When in a group setting, one person’s time management can be a headache for others. For example, what would happen if I missed the deadline for submitting this article? No doubt, my fellow teamlancers on the project would have been forced to miss their own deadlines. My editor would have missed her deadline in submitting her request for any revisions from me which would then have delayed her delivery of the polished copy to the web team. The illustrators probably would have missed their deadlines in creating the visuals to run with the piece and so on and so on until everyone involved in production might have been negatively impacted.

Individual slacking leads to collectively missed deadlines

Had I slacked off on this assignment, the team’s future workload would have suffered as well. Even more, their future workloads might have suffered since in missing a deadline I’d have forced them to use time budgeted for other projects to catch up on my delayed article submission. Fortunately, I fully intend to submit this article on time. And while not every assignment is critical, every element of production is  or at least it should be.

Being polite vs. being professional

There’s a fine line between being attentive vs. being a doormat, especially at work. Paying attention to details makes you a valuable member of a team. Being so obsessive about things where you put the needs of others before your own, will probably cut into your own productivity and success rate. But aren’t we always told to help or mentor others at work? When it comes to time management though, it’s critical to realize you can’t elevate someone else’s needs above your own responsibilities. It may sound cruel, but if someone on your team believes deadlines are fully elastic, it’s not in your interest to keep helping them out to the detriment of everyone else involved in the project. But how can you determine how much time to spend on your own responsibilities while still being attentive to your fellow team members?

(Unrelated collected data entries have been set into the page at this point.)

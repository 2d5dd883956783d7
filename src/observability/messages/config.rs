// Copyright (c) 2025 Steve Wagner (ciroque@live.com)
// SPDX-License-Identifier: MIT

//! Message types for configuration loading.
//!
//! This module contains message types for logging events related to:
//! * Configuration files being read and parsed
//! * Environment variables contributing configuration keys
//! * Load failures

use crate::observability::messages::StructuredLog;
use std::fmt::{Display, Formatter};
use tracing::Span;

/// Configuration loaded from a source.
///
/// # Log Level
/// `info!` - Important operational event
///
/// # Example
/// ```
/// use data_processor::observability::messages::config::ConfigurationLoaded;
///
/// let msg = ConfigurationLoaded {
///     source: "settings.toml",
///     key_count: 4,
/// };
///
/// assert_eq!(msg.to_string(), "Configuration loaded from 'settings.toml': 4 keys");
/// ```
pub struct ConfigurationLoaded<'a> {
    pub source: &'a str,
    pub key_count: usize,
}

impl Display for ConfigurationLoaded<'_> {
    fn fmt(&self, f: &mut Formatter) -> std::fmt::Result {
        write!(
            f,
            "Configuration loaded from '{}': {} keys",
            self.source, self.key_count
        )
    }
}

impl StructuredLog for ConfigurationLoaded<'_> {
    fn log(&self) {
        tracing::info!(
            source = self.source,
            key_count = self.key_count,
            "{}", self
        );
    }

    fn span(&self, name: &str) -> Span {
        tracing::span!(
            tracing::Level::INFO,
            "config",
            name = name,
            source = self.source,
            key_count = self.key_count,
        )
    }
}

/// Configuration could not be loaded.
///
/// # Log Level
/// `error!` - Failure requiring attention
pub struct ConfigurationLoadFailed<'a> {
    pub source: &'a str,
    pub error: &'a dyn std::error::Error,
}

impl Display for ConfigurationLoadFailed<'_> {
    fn fmt(&self, f: &mut Formatter) -> std::fmt::Result {
        write!(
            f,
            "Failed to load configuration from '{}': {}",
            self.source, self.error
        )
    }
}

impl StructuredLog for ConfigurationLoadFailed<'_> {
    fn log(&self) {
        tracing::error!(
            source = self.source,
            error = %self.error,
            "{}", self
        );
    }

    fn span(&self, name: &str) -> Span {
        tracing::span!(
            tracing::Level::ERROR,
            "config",
            name = name,
            source = self.source,
        )
    }
}

/// Environment variables contributed configuration keys.
///
/// # Log Level
/// `debug!` - Diagnostic detail
pub struct EnvironmentKeysCollected<'a> {
    pub prefix: &'a str,
    pub key_count: usize,
}

impl Display for EnvironmentKeysCollected<'_> {
    fn fmt(&self, f: &mut Formatter) -> std::fmt::Result {
        write!(
            f,
            "Collected {} configuration keys from environment variables prefixed '{}'",
            self.key_count, self.prefix
        )
    }
}

impl StructuredLog for EnvironmentKeysCollected<'_> {
    fn log(&self) {
        tracing::debug!(
            prefix = self.prefix,
            key_count = self.key_count,
            "{}", self
        );
    }

    fn span(&self, name: &str) -> Span {
        tracing::span!(
            tracing::Level::DEBUG,
            "config",
            name = name,
            prefix = self.prefix,
            key_count = self.key_count,
        )
    }
}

One more thing to think about, what if you’re the weakest link on a project? Maybe it takes you longer to catch on to a project’s necessary parameters or perhaps you like to chew on things for a while before jumping in. While that might work for solopreneurs, as a teamlancer you need to ensure you’re not wasting anyone else’s time along the way.

Can you leave a meeting or conversation that’s a waste of time?

To paraphrase Tesla owner and entrepreneur Elon Musk’s somewhat controversial advice, if you don’t feel a meeting is working for you or it’s a waste of your time, just get up and walk out. But the ever-evolving workspace doesn’t exactly work that way. Most of us will still be working in a remote work environment for the foreseeable future and that means it’s unlikely we’ll be able to cut to the proverbial chase in person, and will instead have to figure out how to keep working in a more interconnected way for best results. In a virtual teamlancing environment, you can’t just leave mid-project, but rather have to check in with your colleagues to see if you’re needed or can move onto a different project element or client.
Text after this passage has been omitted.